Figure 1. Correlative microscopy of thin sections of Cyanothece 51142 cells. Shown are examples of TEM images (A–C) and the corresponding nanoSIMS images (D–F). The dashed polygon in panels (D–F) shows the boundary of the TEM image aligned within the NanoSIMS image. Shown are images from samples collected at 09:30 following a morning incubation (07:30–09:30) from the N2 culture (A,D) and NO3 culture (B,E), and from a sample collected at 07:00 following a night-time incubation (21:45–07:00) from the NO3 culture (C,F).
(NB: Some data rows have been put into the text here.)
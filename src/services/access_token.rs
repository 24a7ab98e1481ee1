//! Access token issuance (`at+jwt`).

use std::sync::Arc;

use jsonwebtoken::Algorithm;

use crate::error::TokenError;
use crate::jwt::{token_types, JsonWebToken, JwtClaims, JwtFormatter, JwtValidator, ValidationOptions};
use crate::models::{AuthSession, AuthorizationContext, ClientInfo};
use crate::providers::{Clock, IdGenerator, IssuerProvider};

use super::{merge_additional_claim, timestamp_to_datetime, IssuedJwt};

/// Issues and re-reads access tokens.
pub struct AccessTokenService {
    clock: Arc<dyn Clock>,
    ids: Arc<dyn IdGenerator>,
    issuer: Arc<dyn IssuerProvider>,
    formatter: Arc<JwtFormatter>,
    validator: Arc<JwtValidator>,
}

impl AccessTokenService {
    pub fn new(
        clock: Arc<dyn Clock>,
        ids: Arc<dyn IdGenerator>,
        issuer: Arc<dyn IssuerProvider>,
        formatter: Arc<JwtFormatter>,
        validator: Arc<JwtValidator>,
    ) -> Self {
        Self {
            clock,
            ids,
            issuer,
            formatter,
            validator,
        }
    }

    /// Create an access token for the authorized grant.
    ///
    /// The audience is the grant's resource set when one was requested,
    /// otherwise the client itself. The session's additional claims are
    /// merged into the payload at top level.
    pub async fn create(
        &self,
        session: &AuthSession,
        context: &AuthorizationContext,
        client: &ClientInfo,
    ) -> Result<IssuedJwt, TokenError> {
        let now = self.clock.now();
        let expires_at = now + chrono::Duration::seconds(client.access_token_expires_in_secs);
        let jwt_id = self.ids.new_id();

        let mut payload = JwtClaims::default();
        payload.iss = Some(self.issuer.issuer().to_string());
        payload.iat = Some(now.timestamp());
        payload.nbf = Some(now.timestamp());
        payload.exp = Some(expires_at.timestamp());
        payload.jti = Some(jwt_id.clone());
        payload.sub = Some(session.subject.clone());
        payload.sid = Some(session.session_id.clone());
        payload.auth_time = Some(session.authentication_time.timestamp());
        payload.idp = Some(session.identity_provider.clone());
        payload.client_id = Some(context.client_id.clone());
        payload.scope = Some(context.scope.clone());
        payload.email = session.email.clone();
        payload.email_verified = session.email_verified;

        payload.aud = Some(match &context.resources {
            Some(resources) if !resources.is_empty() => resources.clone(),
            _ => vec![context.client_id.clone()],
        });

        for (name, value) in &session.additional_claims {
            merge_additional_claim(&mut payload, name, value.clone());
        }

        let token = JsonWebToken {
            token_type: token_types::ACCESS,
            algorithm: Algorithm::RS256,
            payload,
        };
        let value = self.formatter.format(&token, client).await?;

        Ok(IssuedJwt {
            value,
            jwt_id,
            issued_at: now,
            expires_at,
        })
    }

    /// Re-authenticate from a previously issued access token, rebuilding the
    /// session and authorization context the token was minted under.
    pub async fn authorize_from_token(
        &self,
        token: &str,
    ) -> Result<(AuthSession, AuthorizationContext), TokenError> {
        let options = ValidationOptions {
            expected_type: Some(token_types::ACCESS),
            ..Default::default()
        };
        let validated = self.validator.validate(token, &options).await?;
        let claims = validated.claims;

        let client_id = claims.client_id.clone().ok_or(TokenError::InvalidToken)?;
        let subject = claims.sub.clone().ok_or(TokenError::InvalidToken)?;

        let mut session = AuthSession::new(subject, claims.sid.clone().unwrap_or_default());
        if let Some(auth_time) = claims.auth_time {
            session.authentication_time = timestamp_to_datetime(auth_time)?;
        }
        if let Some(idp) = &claims.idp {
            session.identity_provider = idp.clone();
        }
        session.email = claims.email.clone();
        session.email_verified = claims.email_verified;
        session.additional_claims = claims.additional.clone();

        // The self-audience pattern means "no resources were requested".
        let resources = match &claims.aud {
            Some(aud) if aud.len() == 1 && aud[0] == client_id => None,
            other => other.clone(),
        };

        let context = AuthorizationContext {
            client_id,
            scope: claims.scope.clone().unwrap_or_default(),
            resources,
            ..Default::default()
        };

        Ok((session, context))
    }
}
Arrows in the images point to sub-cellular structures identified as carboxysomes (c), cyanophycin inclusions (cy), polyphosphate bodies (p), polysaccharide granules (ps), thylakoid membranes (t), and nucleoid (n). NanoSIMS images are shown as RGB overlays of secondary ion counts 12C14N– (red), 32S– (green), and 31P– (blue). Note that the hues are not comparable among the images because, for each overlay, the contrast for the three color channels was modified so as to enhance the overall visibility of the intracellular variability. In addition to P–, the polyphosphate bodies had markedly increased O– ion counts (data not shown).
Carbon and Nitrogen Assimilation Rates and Allocation Patterns
Daytime C fixation in Cyanothece 51142 grown under diazotrophic conditions in turbidostat mode (“N2 culture”) was observed in all but one of the 126 cells imaged (Figures 2A,B). The C-specific rates of 13C assimilation in whole cells, kC, were highest in the morning and declined on average by about 80% in the afternoon (Table 2). 13C enrichment was highest in polysaccharide granules and lower and diffusely spread throughout the cell matrix (Figures 3A,B). The C-specific rates of 13C assimilation in polysaccharide granules, pC, varied (CV≈32%), with 61% of the variance explained by differences among cells and 39% of the variance explained by differences within cells (Supplementary Figure 1A). Moreover, the relative area of the cell sections covered by polysaccharide granules varied among cells (range: 0.08–0.28, CV≈43%) and was significantly positively correlated with the kC values (R = 0.68, p = 0.002; Supplementary Figure 2B).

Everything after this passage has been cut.